Herr Rass entgegnete darauf: „Niemand würde fragen: Wo sind denn die Zeitzeugen aus dem Mittelalter?“ Dass Zeitzeugen sterben, sei zwar tragisch, aber aus historischer Sicht ganz normal. Umso wichtiger sei es, betonte Herr Weitkamp, dass wir als Gesellschaft ihre Erlebnisse bewahren und ihre Geschichten weitertragen. Es liege nun an uns, sich immer wieder mit der Vergangenheit auseinanderzusetzen.

In diesem Zusammenhang mahnte Herr Weitkamp, dass man noch kein Geschichtsexperte sei, nur weil man sich fünf TikToks angeschaut hat. Zwar böten soziale Medien enormes Potenzial – sie könnten Interesse wecken und den Zugang zu komplexen Themen erleichtern. Doch nach Herrn Rass sollten sie immer nur der Einstieg sein, nicht das Ende der Auseinandersetzung. Im besten Fall würden sie zu einer vertieften Beschäftigung führen – etwa zu Blogs, Büchern oder dem Besuch von Gedenkstätten.

Die Bedeutung solcher Gedenkorte wurde besonders vom Leiter der Gedenkstätte Esterwegen, Herrn Weitkamp, hervorgehoben.

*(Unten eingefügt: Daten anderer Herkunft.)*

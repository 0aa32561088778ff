//! Read-only HTTP mirror of the verses API.
//!
//! Serves whatever the configured [`Library`] resolves, with the same paths
//! and payload shapes as the public API, so a device (or another `gita`
//! pointed at it with `source.mode = "remote"`) can read from a local copy.
//!
//! # Endpoints
//!
//! | Method | Path | Description |
//! |--------|------|-------------|
//! | `GET`  | `/chapters` | All chapters, ascending |
//! | `GET`  | `/chapter/{id}/` | One chapter (trailing slash optional) |
//! | `GET`  | `/slok/{chapter}/{verse}` | One verse |
//! | `GET`  | `/health` | Health check (returns version and source) |
//!
//! # Error Contract
//!
//! ```json
//! { "error": { "code": "not_found", "message": "no verse 2.99" } }
//! ```
//!
//! Error codes: `not_found` (404), `bad_gateway` (502) when the upstream
//! source could not be reached or returned bad data, `internal` (500).

use axum::{
    extract::{Path, State},
    http::StatusCode,
    response::{IntoResponse, Response},
    routing::get,
    Json, Router,
};
use gita_core::error::AccessError;
use gita_core::models::{Chapter, Verse};
use log::{error, info};
use serde::Serialize;
use tower_http::cors::{Any, CorsLayer};

use crate::config::Config;
use crate::library::Library;

/// Starts the mirror on `server.bind` and serves until shutdown.
pub async fn run_server(config: &Config) -> anyhow::Result<()> {
    let library = Library::from_config(config).await?;
    let listener = tokio::net::TcpListener::bind(&config.server.bind).await?;
    println!("Mirror listening on http://{}", config.server.bind);
    println!("  source: {}", library.describe());
    serve_library(library, listener).await
}

/// Serve `library` on an already-bound listener.
pub async fn serve_library(
    library: Library,
    listener: tokio::net::TcpListener,
) -> anyhow::Result<()> {
    axum::serve(listener, router(library)).await?;
    Ok(())
}

pub fn router(library: Library) -> Router {
    let cors = CorsLayer::new()
        .allow_origin(Any)
        .allow_methods(Any)
        .allow_headers(Any);

    Router::new()
        .route("/chapters", get(handle_chapters))
        .route("/chapter/{id}", get(handle_chapter))
        .route("/chapter/{id}/", get(handle_chapter))
        .route("/slok/{chapter}/{verse}", get(handle_slok))
        .route("/health", get(handle_health))
        .layer(cors)
        .with_state(library)
}

// ============ Error response ============

#[derive(Serialize)]
struct ErrorBody {
    error: ErrorDetail,
}

#[derive(Serialize)]
struct ErrorDetail {
    code: String,
    message: String,
}

struct AppError {
    status: StatusCode,
    code: String,
    message: String,
}

impl IntoResponse for AppError {
    fn into_response(self) -> Response {
        let body = ErrorBody {
            error: ErrorDetail {
                code: self.code,
                message: self.message,
            },
        };
        (self.status, Json(body)).into_response()
    }
}

fn not_found(message: impl Into<String>) -> AppError {
    AppError {
        status: StatusCode::NOT_FOUND,
        code: "not_found".to_string(),
        message: message.into(),
    }
}

impl From<AccessError> for AppError {
    fn from(err: AccessError) -> Self {
        let (status, code) = match &err {
            AccessError::FetchFailed { .. }
            | AccessError::DataUnavailable(_)
            | AccessError::InvalidRecord { .. } => (StatusCode::BAD_GATEWAY, "bad_gateway"),
            AccessError::StorageFailure { .. } | AccessError::InvalidTarget(_) => {
                (StatusCode::INTERNAL_SERVER_ERROR, "internal")
            }
        };
        error!("{}", err);
        AppError {
            status,
            code: code.to_string(),
            message: err.to_string(),
        }
    }
}

// ============ Handlers ============

#[derive(Serialize)]
struct HealthResponse {
    status: String,
    version: String,
    source: String,
}

async fn handle_health(State(library): State<Library>) -> Json<HealthResponse> {
    Json(HealthResponse {
        status: "ok".to_string(),
        version: env!("CARGO_PKG_VERSION").to_string(),
        source: library.describe(),
    })
}

async fn handle_chapters(State(library): State<Library>) -> Result<Json<Vec<Chapter>>, AppError> {
    Ok(Json(library.get_chapters().await?))
}

async fn handle_chapter(
    State(library): State<Library>,
    Path(id): Path<String>,
) -> Result<Json<Chapter>, AppError> {
    info!("GET /chapter/{}", id);
    library
        .get_chapter(&id)
        .await?
        .map(Json)
        .ok_or_else(|| not_found(format!("no chapter {}", id)))
}

async fn handle_slok(
    State(library): State<Library>,
    Path((chapter, verse)): Path<(String, String)>,
) -> Result<Json<Verse>, AppError> {
    library
        .get_slok(&chapter, &verse)
        .await?
        .map(Json)
        .ok_or_else(|| not_found(format!("no verse {}.{}", chapter, verse)))
}
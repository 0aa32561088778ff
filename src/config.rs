use anyhow::{Context, Result};
use serde::Deserialize;
use std::path::{Path, PathBuf};

use gita_core::tracker::{DEFAULT_DAILY_TARGET, MAX_DAILY_TARGET};

#[derive(Debug, Deserialize, Clone)]
pub struct Config {
    #[serde(default)]
    pub source: SourceConfig,
    #[serde(default)]
    pub bundle: Option<BundleConfig>,
    #[serde(default)]
    pub remote: Option<RemoteConfig>,
    #[serde(default)]
    pub cache: Option<CacheConfig>,
    pub storage: StorageConfig,
    #[serde(default)]
    pub practice: PracticeConfig,
    #[serde(default)]
    pub fetch: FetchConfig,
    #[serde(default)]
    pub server: ServerConfig,
}

/// Which content variant backs the access layer.
#[derive(Debug, Deserialize, Clone, Copy, PartialEq, Eq, Default)]
#[serde(rename_all = "lowercase")]
pub enum SourceMode {
    #[default]
    Bundled,
    Remote,
}

#[derive(Debug, Deserialize, Clone, Default)]
pub struct SourceConfig {
    #[serde(default)]
    pub mode: SourceMode,
}

#[derive(Debug, Deserialize, Clone)]
pub struct BundleConfig {
    pub path: PathBuf,
}

#[derive(Debug, Deserialize, Clone)]
pub struct RemoteConfig {
    #[serde(default = "default_base_url")]
    pub base_url: String,
    #[serde(default = "default_timeout_secs")]
    pub timeout_secs: u64,
}

impl Default for RemoteConfig {
    fn default() -> Self {
        Self {
            base_url: default_base_url(),
            timeout_secs: default_timeout_secs(),
        }
    }
}

fn default_base_url() -> String {
    "https://vedicscriptures.github.io".to_string()
}
fn default_timeout_secs() -> u64 {
    10
}

#[derive(Debug, Deserialize, Clone)]
pub struct CacheConfig {
    pub dir: PathBuf,
}

#[derive(Debug, Deserialize, Clone)]
pub struct StorageConfig {
    pub path: PathBuf,
}

#[derive(Debug, Deserialize, Clone)]
pub struct PracticeConfig {
    #[serde(default = "default_target")]
    pub default_target: u32,
}

impl Default for PracticeConfig {
    fn default() -> Self {
        Self {
            default_target: default_target(),
        }
    }
}

fn default_target() -> u32 {
    DEFAULT_DAILY_TARGET
}

#[derive(Debug, Deserialize, Clone)]
pub struct FetchConfig {
    #[serde(default = "default_max_retries")]
    pub max_retries: u32,
}

impl Default for FetchConfig {
    fn default() -> Self {
        Self {
            max_retries: default_max_retries(),
        }
    }
}

fn default_max_retries() -> u32 {
    3
}

#[derive(Debug, Deserialize, Clone)]
pub struct ServerConfig {
    #[serde(default = "default_bind")]
    pub bind: String,
}

impl Default for ServerConfig {
    fn default() -> Self {
        Self {
            bind: default_bind(),
        }
    }
}

fn default_bind() -> String {
    "127.0.0.1:7341".to_string()
}

impl Config {
    /// The remote section, falling back to the public API defaults.
    pub fn remote_or_default(&self) -> RemoteConfig {
        self.remote.clone().unwrap_or_default()
    }

    /// Configuration with only a storage path, for commands that never
    /// touch content (progress housekeeping).
    pub fn minimal(storage_path: PathBuf) -> Self {
        Self {
            source: SourceConfig::default(),
            bundle: None,
            remote: None,
            cache: None,
            storage: StorageConfig { path: storage_path },
            practice: PracticeConfig::default(),
            fetch: FetchConfig::default(),
            server: ServerConfig::default(),
        }
    }
}

pub fn parse_config(content: &str) -> Result<Config> {
    let config: Config = toml::from_str(content).with_context(|| "Failed to parse config file")?;
    validate(&config)?;
    Ok(config)
}

pub fn load_config(path: &Path) -> Result<Config> {
    let content = std::fs::read_to_string(path)
        .with_context(|| format!("Failed to read config file: {}", path.display()))?;
    parse_config(&content)
}

fn validate(config: &Config) -> Result<()> {
    match config.source.mode {
        SourceMode::Bundled => {
            if config.bundle.is_none() {
                anyhow::bail!("source.mode = \"bundled\" requires a [bundle] section with a path");
            }
        }
        SourceMode::Remote => {
            if config.remote.is_none() {
                anyhow::bail!("source.mode = \"remote\" requires a [remote] section");
            }
            if config.cache.is_none() {
                anyhow::bail!("source.mode = \"remote\" requires a [cache] section with a dir");
            }
        }
    }

    if let Some(remote) = &config.remote {
        if remote.timeout_secs == 0 {
            anyhow::bail!("remote.timeout_secs must be > 0");
        }
        if !remote.base_url.starts_with("http://") && !remote.base_url.starts_with("https://") {
            anyhow::bail!("remote.base_url must be an http(s) URL, got '{}'", remote.base_url);
        }
    }

    if !(1..=MAX_DAILY_TARGET).contains(&config.practice.default_target) {
        anyhow::bail!(
            "practice.default_target must be in [1, {}]",
            MAX_DAILY_TARGET
        );
    }

    Ok(())
}
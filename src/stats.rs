//! Reading progress overview.
//!
//! `gita practice` prints today's goal and streak. `gita stats` prints the
//! whole picture: storage, favorites, streaks, and per-chapter read coverage.

use anyhow::Result;
use chrono::NaiveDate;
use gita_core::models::Chapter;
use gita_core::store::KvStore;
use gita_core::streak::goal_percent;
use gita_core::tracker::{PracticeSummary, ReadingTracker};

use crate::config::Config;
use crate::library::Library;

/// Per-chapter read coverage.
struct ChapterStats {
    number: u32,
    name: String,
    read: u32,
    total: u32,
}

/// `[#####.....]` style bar, `width` cells wide.
pub fn progress_bar(done: u32, total: u32, width: usize) -> String {
    let filled = if total == 0 {
        0
    } else {
        ((done.min(total) as usize * width) + total as usize / 2) / total as usize
    };
    format!("[{}{}]", "#".repeat(filled), ".".repeat(width - filled))
}

pub fn render_practice(summary: &PracticeSummary) -> String {
    let percent = goal_percent(summary.today_count, summary.target);
    let mut out = format!(
        "Today: {} / {} verses ({}%) {}\n",
        summary.today_count,
        summary.target,
        percent,
        progress_bar(summary.today_count as u32, summary.target, 20)
    );
    out.push_str(&format!(
        "Streak: {} day{}",
        summary.streak,
        if summary.streak == 1 { "" } else { "s" }
    ));
    if summary.goal_met() {
        out.push_str("  (goal met)");
    }
    out.push('\n');
    out
}

pub async fn run_practice<S: KvStore>(
    tracker: &ReadingTracker<S>,
    today: NaiveDate,
    target: Option<u32>,
) -> Result<()> {
    if let Some(target) = target {
        tracker.set_daily_target(target).await?;
        println!("Daily target set to {}", target);
    }
    let summary = tracker.practice_summary(today).await?;
    print!("{}", render_practice(&summary));
    Ok(())
}

pub async fn run_stats<S: KvStore>(
    config: &Config,
    library: &Library,
    tracker: &ReadingTracker<S>,
    today: NaiveDate,
) -> Result<()> {
    let chapters: Vec<Chapter> = library.get_chapters().await?;
    let summary = tracker.practice_summary(today).await?;
    let favorites = tracker.favorites().await?;

    let mut chapter_stats = Vec::with_capacity(chapters.len());
    for chapter in &chapters {
        let (read, total) = tracker
            .chapter_progress(chapter.chapter_number, chapter.verses_count)
            .await?;
        chapter_stats.push(ChapterStats {
            number: chapter.chapter_number,
            name: chapter.display_name().to_string(),
            read,
            total,
        });
    }
    let total_read: u32 = chapter_stats.iter().map(|s| s.read).sum();
    let total_verses: u32 = chapter_stats.iter().map(|s| s.total).sum();

    let db_size = std::fs::metadata(&config.storage.path)
        .map(|m| m.len())
        .unwrap_or(0);

    println!("Gita Companion: Reading Stats");
    println!("==============================");
    println!();
    println!("  Storage:     {}", config.storage.path.display());
    println!("  Size:        {}", format_bytes(db_size));
    println!("  Source:      {}", library.describe());
    println!();
    println!(
        "  Read:        {} / {} ({}%)",
        total_read,
        total_verses,
        if total_verses > 0 {
            (total_read * 100) / total_verses
        } else {
            0
        }
    );
    println!("  Favorites:   {}", favorites.len());
    println!("  Target:      {} / day", summary.target);
    println!("  Today:       {}", summary.today_count);
    println!("  Streak:      {}", summary.streak);
    println!("  Longest:     {}", summary.longest_streak);

    if let Some(last) = tracker.get_last_read().await? {
        println!(
            "  Last read:   {}.{} ({})",
            last.chapter,
            last.verse,
            format_ts_relative(last.timestamp / 1000)
        );
    }

    if !chapter_stats.is_empty() {
        println!();
        println!("  By chapter:");
        println!("  {:>3}  {:<24} {:>9}   {}", "CH", "NAME", "READ", "PROGRESS");
        println!("  {}", "-".repeat(60));
        for s in &chapter_stats {
            println!(
                "  {:>3}  {:<24} {:>4} / {:<3}  {}",
                s.number,
                s.name,
                s.read,
                s.total,
                progress_bar(s.read, s.total, 16)
            );
        }
    }

    println!();
    Ok(())
}

fn format_bytes(bytes: u64) -> String {
    if bytes < 1024 {
        format!("{} B", bytes)
    } else if bytes < 1024 * 1024 {
        format!("{:.1} KB", bytes as f64 / 1024.0)
    } else {
        format!("{:.1} MB", bytes as f64 / (1024.0 * 1024.0))
    }
}

/// Format a Unix timestamp (seconds) as e.g. "3 hours ago".
fn format_ts_relative(ts: i64) -> String {
    let now = chrono::Utc::now().timestamp();
    let delta = now - ts;

    if delta < 0 {
        return format_ts_iso(ts);
    }

    if delta < 60 {
        "just now".to_string()
    } else if delta < 3600 {
        let mins = delta / 60;
        format!("{} min{} ago", mins, if mins == 1 { "" } else { "s" })
    } else if delta < 86400 {
        let hours = delta / 3600;
        format!("{} hour{} ago", hours, if hours == 1 { "" } else { "s" })
    } else if delta < 86400 * 30 {
        let days = delta / 86400;
        format!("{} day{} ago", days, if days == 1 { "" } else { "s" })
    } else {
        format_ts_iso(ts)
    }
}

fn format_ts_iso(ts: i64) -> String {
    chrono::DateTime::from_timestamp(ts, 0)
        .map(|dt| dt.format("%Y-%m-%d %H:%M").to_string())
        .unwrap_or_else(|| ts.to_string())
}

Er berichtete von einem bewegenden Besuch eines britischen Paares, das erst neulich dort getrauert habe – der Großvater sei hier als sog. Nacht-und-Nebel-Gefangener gestorben. Gedenkstätten seien nicht nur historische Orte – für Angehörige seien sie oft die letzten greifbaren Spuren ihrer Familiengeschichte.

Die Schüler des Redaktionsteams führten durch Sendung wie Merle und Jonathan (vorne) oder stellten stellvertretend für die beiden Jahrgänge die Fragen wie Anna-Maria und Selma.

Nach Kriegsende wurde die Auseinandersetzung mit den Verbrechen des NS-Regimes lange Zeit verdrängt. Die Frage nach der Schuld stieß oft auf Widerstand. Manche wollten lieber über die vermeintlich „guten Seiten“ der NS-Zeit sprechen. Doch wissenschaftlich betrachtet habe es diese nie gegeben – und wenn doch, betonte Herr Schnittker, dann seien sie erkauft worden „mit massivem Unrecht, mit Millionen toter Menschen“.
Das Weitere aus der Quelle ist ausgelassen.